Shit. I didn't plan to say that.

This time, Maren manages to smooth her expression back to neutral, picks her drink up, and takes a careful sip. "So what are you going to do?"

"Nothing," I say. "Obviously. We haven't even talked about what happens after the wedding. We're already taking thispacka day at a time. I'm not about to make it more complicated than it already is."

"Hm," she says.

"What does 'hm' mean?"

"It means I'm thinking about what you just said." She tilts her head, watching me.

"Well, I have a feeling I know what you're going to say." I lean back and cross my arms, bracing myself.

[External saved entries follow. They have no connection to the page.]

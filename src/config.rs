use std::time::Duration;

use crate::error::{AppError, Result};

/// Unit-type codes that identify a dryer. Every other code is a washer.
pub const DRYER_UNIT_TYPES: &[i64] = &[1, 5, 10, 14, 18, 19, 27, 29, 41];

/// Ranges spanning at most this many days are bucketed per day.
pub const DAILY_BUCKET_MAX_DAYS: i64 = 7;

/// Ranges spanning at least this many days are bucketed per month.
pub const MONTHLY_BUCKET_MIN_DAYS: i64 = 60;

/// A single calendar quarter spanning at most this many days gets weekly buckets.
pub const QUARTER_WEEKLY_MAX_DAYS: i64 = 90;

/// Requests wider than this many days AND covering more than
/// `LARGE_REQUEST_MIN_SITES` sites are grouped in the store instead of in memory.
pub const LARGE_REQUEST_MIN_DAYS: i64 = 30;
pub const LARGE_REQUEST_MIN_SITES: usize = 3;

/// Channel capacity for ingestion-triggered refresh requests.
pub const REFRESH_CHANNEL_CAPACITY: usize = 256;

#[derive(Debug, Clone)]
pub struct Config {
    pub db_path: String,
    pub log_level: String,
    /// Local hour (0-23) at which the nightly snapshot refresh runs (REFRESH_HOUR)
    pub refresh_hour: u32,
    /// Run a full refresh once at startup before arming the schedule (REFRESH_ON_STARTUP)
    pub refresh_on_startup: bool,
    /// Upper bound on cached metric results (CACHE_MAX_ENTRIES)
    pub cache_max_entries: u64,
    /// TTL for results answered from snapshots (SNAPSHOT_TTL_SECS)
    pub snapshot_ttl: Duration,
    /// TTL for results computed on demand (FALLBACK_TTL_SECS)
    pub fallback_ttl: Duration,
    /// Delay before re-arming the nightly refresh after a failed run (REFRESH_RETRY_SECS)
    pub refresh_retry: Duration,
}

impl Default for Config {
    fn default() -> Self {
        Self {
            db_path: "analytics.db".to_string(),
            log_level: "info".to_string(),
            refresh_hour: 3,
            refresh_on_startup: false,
            cache_max_entries: 10_000,
            snapshot_ttl: Duration::from_secs(3600),
            fallback_ttl: Duration::from_secs(1800),
            refresh_retry: Duration::from_secs(900),
        }
    }
}

impl Config {
    pub fn from_env() -> Result<Self> {
        let defaults = Self::default();

        let refresh_hour = std::env::var("REFRESH_HOUR")
            .unwrap_or_else(|_| defaults.refresh_hour.to_string())
            .parse::<u32>()
            .ok()
            .filter(|h| *h < 24)
            .ok_or_else(|| AppError::Config("REFRESH_HOUR must be an hour between 0 and 23".to_string()))?;

        Ok(Self {
            db_path: std::env::var("DB_PATH").unwrap_or(defaults.db_path),
            log_level: std::env::var("LOG_LEVEL").unwrap_or(defaults.log_level),
            refresh_hour,
            refresh_on_startup: std::env::var("REFRESH_ON_STARTUP")
                .map(|v| matches!(v.trim(), "1" | "true" | "yes"))
                .unwrap_or(defaults.refresh_on_startup),
            cache_max_entries: std::env::var("CACHE_MAX_ENTRIES")
                .ok()
                .and_then(|v| v.parse::<u64>().ok())
                .unwrap_or(defaults.cache_max_entries),
            snapshot_ttl: secs_from_env("SNAPSHOT_TTL_SECS", defaults.snapshot_ttl),
            fallback_ttl: secs_from_env("FALLBACK_TTL_SECS", defaults.fallback_ttl),
            refresh_retry: secs_from_env("REFRESH_RETRY_SECS", defaults.refresh_retry),
        })
    }
}

fn secs_from_env(name: &str, default: Duration) -> Duration {
    std::env::var(name)
        .ok()
        .and_then(|v| v.parse::<u64>().ok())
        .map(Duration::from_secs)
        .unwrap_or(default)
}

"What am I going to say?" She asks.

"That I'm being avoidant. That I use logic to talk myself out of things I actually want. That I should just let myself feel it."

Maren tilts her head. "I wasn't going to say any of that."

Uh. Am I just projecting?

"I was actually going to ask about Arthur," she continues.

My stomach drops. Which is a stupid reaction, because Arthur and I haven't kissed. But even as she says his name, I'm picturing him next to me on that fallen oak by Lake Vienne, smelling so outrageously good I catch myself starting to salivate.

"What about Arthur?" I manage wiping my mouth with a napkin, and I must do a bad job of sounding casual because a knowing little spark lights up Maren's eyes.

"You kissed two out of three," she says simply. "I'm just curious where he fits."

"He doesn't fit anywhere. We haven't—nothing has happened with Arthur."

"Okay." She shrugs one shoulder. "You said nothing's happened. I believe you."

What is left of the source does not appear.